I wasn’t ever going to be able to write about this topic using quantitative data. I believe that the quantitative data that is used in education to categorise children is fundamentally part of the problem. My research was qualitative because children aren’t statistics, they shouldn’t be defined by the percentage of A*-C, Midys, ALIS, Progress 8, Polar 4 quintile, or their ACES scores. The grade written on a JCQ printout on Results’ Day should include a narrative of each child’s individuality and not a sanitised numeric score. 

My data is qualitative….

It’s the story of Jacob, the only boy of a White and Black Caribbean background, growing up in a majority white town, in a majority white school in a white household. Jacob who was constantly in trouble because he wanted to wear his hair natural and who could never walk through the corridors without someone wanting to touch his hair. Jacob who tried to fit the narrative that people gave him and was constantly breaking school rules. Jacob, who didn’t feel a sense of belonging and although he was one of the brightest students I have ever met, people’s aspirations of him were not high enough.

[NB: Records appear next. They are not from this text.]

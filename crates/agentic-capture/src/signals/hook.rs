//! In-page navigation hook reporting URLs through an exposed callback.

use futures::StreamExt;

use super::Collector;
use crate::driver::PageHandle;
use crate::error::DriverResult;
use crate::mime::TargetMedia;
use crate::patterns;

pub struct NavigationHook {
    binding: String,
    urls: Collector<String>,
}

impl NavigationHook {
    /// Installs the hook under a per-call binding name so concurrent
    /// acquisitions on one page do not see each other's reports.
    pub async fn install(page: &dyn PageHandle, media: &TargetMedia) -> DriverResult<Self> {
        let binding = format!("__captureReport_{}", uuid::Uuid::new_v4().simple());
        let media = media.clone();
        let stream = page
            .install_hook(&binding, &media)
            .await?
            .filter(move |url| {
                let keep = patterns::is_target_url(url, &media);
                if !keep {
                    tracing::debug!(%url, "Hook report ignored");
                }
                futures::future::ready(keep)
            });
        Ok(Self {
            urls: Collector::spawn(stream, "hook"),
            binding,
        })
    }

    pub fn binding(&self) -> &str {
        &self.binding
    }

    pub async fn fired(&self) {
        self.urls.fired().await
    }

    /// Reported URLs in the order they arrived.
    pub async fn urls(&self) -> Vec<String> {
        self.urls.snapshot().await
    }

    /// Stops listening and overwrites the page callback with a no-op.
    pub async fn deactivate(&self, page: &dyn PageHandle) {
        self.urls.stop();
        if page.is_closed() {
            return;
        }
        if let Err(e) = page.deactivate_hook(&self.binding).await {
            tracing::debug!(binding = %self.binding, error = %e, "Hook deactivation failed");
        }
    }
}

It’s the story of Katerina, the only English Traveller girl in a leafy-lane, middle class school. Katerina, whose parents didn’t have GCSEs, Katerina who was often kept off school to look after younger children. Katerina was discouraged from revising and was torn between embracing the cultural expectations of her and wanting desperately to be the first person in her family to achieve GCSEs. Katerina, who would often misbehave towards the end of the week to land herself in detention which would enable her to revise. Katerina who spoke with an accent and dialect that was unique to her culture but who was constantly corrected at school.

There is no easy fix for this issue. It requires teachers to be self-reflective practitioners, to challenge assumptions, to think beyond the framework that Ofsted, ISI and national league tables provide. It requires us to be vulnerable, to be still and listen, to acknowledge that we are the sum total of our experiences and that we are not the oracles just because we are the ones standing at the front of the class. It requires empathy, allyship and advocacy, to not accept the status quo and to acknowledge our own and others’ privilege.

In the spirit of vulnerability, I am a woman who struggles with boxes. There is no box to put me in and I am keenly aware that on the whole, my intersections are fairly normative. And so, I challenge you to share yourself, to encourage, to correct with empathy, to challenge misconceptions and accept how people individually define themselves, even if it doesn’t fit into a neat set of boxes or it challenges your experience, your perception or the norms of your organisation or society. Once upon a time, every adult was a child, a child whose sense of belonging, underpins the entirety of their journey, a child, and this journey starts in school, where every child should matter.